_GIVEN INFORMATION_.
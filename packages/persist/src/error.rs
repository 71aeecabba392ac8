use std::fmt;
use std::io;
use std::path::PathBuf;

/// The filesystem step that failed.
#[derive(Debug, Clone, Copy, PartialEq, Eq)]
pub enum IoOp {
    Resolve,
    CreateDir,
    Write,
    Stat,
    Read,
}

impl fmt::Display for IoOp {
    fn fmt(&self, f: &mut fmt::Formatter<'_>) -> fmt::Result {
        let verb = match self {
            IoOp::Resolve => "unable to resolve",
            IoOp::CreateDir => "unable to create directory for",
            IoOp::Write => "unable to write",
            IoOp::Stat => "unable to stat",
            IoOp::Read => "unable to read",
        };
        f.write_str(verb)
    }
}

#[derive(thiserror::Error, Debug)]
pub enum PersistError {
    #[error(
        "File path not under the persist path. FilePath: {}, PersistPath: {}",
        path.display(),
        root.display()
    )]
    SandboxViolation { path: PathBuf, root: PathBuf },

    #[error("{} {}: {}", op, path.display(), source)]
    Io {
        op: IoOp,
        path: PathBuf,
        source: io::Error,
    },

    #[error("unable to delete {}: {}", path.display(), source)]
    DeleteFailure { path: PathBuf, source: io::Error },

    #[error("unable to create persist root {}: {}", root.display(), source)]
    Bootstrap { root: PathBuf, source: io::Error },

    #[error("invalid persist configuration: {0}")]
    Config(#[from] serde_json::Error),

    #[error("unable to read persist configuration {}: {}", path.display(), source)]
    ConfigIo { path: PathBuf, source: io::Error },
}

impl PersistError {
    pub(crate) fn io(op: IoOp, path: impl Into<PathBuf>, source: io::Error) -> Self {
        PersistError::Io {
            op,
            path: path.into(),
            source,
        }
    }

    /// Status code a response carries when this error reaches it.
    ///
    /// Every failure collapses to 500; the detail travels in the body.
    pub fn status_code(&self) -> u16 {
        http::StatusCode::INTERNAL_SERVER_ERROR.as_u16()
    }

    pub fn is_sandbox_violation(&self) -> bool {
        matches!(self, PersistError::SandboxViolation { .. })
    }
}
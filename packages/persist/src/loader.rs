//! Loading persisted bodies, with the not-found fallback.

use std::fs;
use std::io;
use std::path::PathBuf;

use bodystore_types::{PersistSpec, Request};

use crate::error::{IoOp, PersistError};
use crate::store::FileBodyStore;

/// Body returned when a route configures no fallback body.
pub const DEFAULT_NOT_FOUND_BODY: &str = "Not Found";

/// Result of a load that did not fail.
#[derive(Debug, Clone, PartialEq, Eq)]
pub enum Loaded {
    /// The file existed. `body` is its rendered content.
    Found { path: PathBuf, body: String },
    /// The file was missing and the fallback was synthesized.
    NotFound {
        path: PathBuf,
        body: String,
        status_code: u16,
    },
}

impl Loaded {
    pub fn body(&self) -> &str {
        match self {
            Loaded::Found { body, .. } | Loaded::NotFound { body, .. } => body,
        }
    }

    pub fn is_found(&self) -> bool {
        matches!(self, Loaded::Found { .. })
    }
}

impl FileBodyStore {
    /// Read the body `spec` names.
    ///
    /// Resolving either fails (sandbox or I/O) or yields a path; a stat on
    /// that path then decides between the fallback, a read, or an error.
    pub fn load(&self, spec: &PersistSpec, request: &Request) -> Result<Loaded, PersistError> {
        let path = self.resolver().resolve(&spec.name, request)?.path;

        match fs::metadata(&path) {
            Err(err) if err.kind() == io::ErrorKind::NotFound => {
                log::debug!("{} not found, using fallback", path.display());
                Ok(self.not_found(spec, request, path))
            }
            Err(source) => Err(PersistError::io(IoOp::Stat, path, source)),
            Ok(_) => {
                log::debug!("Reading {}...", path.display());
                let content = fs::read(&path)
                    .map_err(|source| PersistError::io(IoOp::Read, &path, source))?;
                // Stored bodies are raw bytes; invalid UTF-8 is replaced, not rejected.
                let content = String::from_utf8_lossy(&content);
                let body = self
                    .templater()
                    .render_body(request, &content, &spec.body_append);
                Ok(Loaded::Found { path, body })
            }
        }
    }

    fn not_found(&self, spec: &PersistSpec, request: &Request, path: PathBuf) -> Loaded {
        let fallback = &spec.not_found;

        let body = if fallback.body.is_empty() {
            DEFAULT_NOT_FOUND_BODY.to_string()
        } else {
            self.templater()
                .render_body(request, &fallback.body, &fallback.body_append)
        };
        let status_code = fallback
            .status_override()
            .unwrap_or(http::StatusCode::NOT_FOUND.as_u16());

        Loaded::NotFound {
            path,
            body,
            status_code,
        }
    }
}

_DIRECTIONS FOR THIS TASK_. Produce verbatim the lines starting at the one with "let body = if" and ending at the last line of the material, both ends included. Add no other line.

_EXERCISE SOLUTION_.
        let body = if fallback.body.is_empty() {
            DEFAULT_NOT_FOUND_BODY.to_string()
        } else {
            self.templater()
                .render_body(request, &fallback.body, &fallback.body_append)
        };
        let status_code = fallback
            .status_override()
            .unwrap_or(http::StatusCode::NOT_FOUND.as_u16());

        Loaded::NotFound {
            path,
            body,
            status_code,
        }
    }
}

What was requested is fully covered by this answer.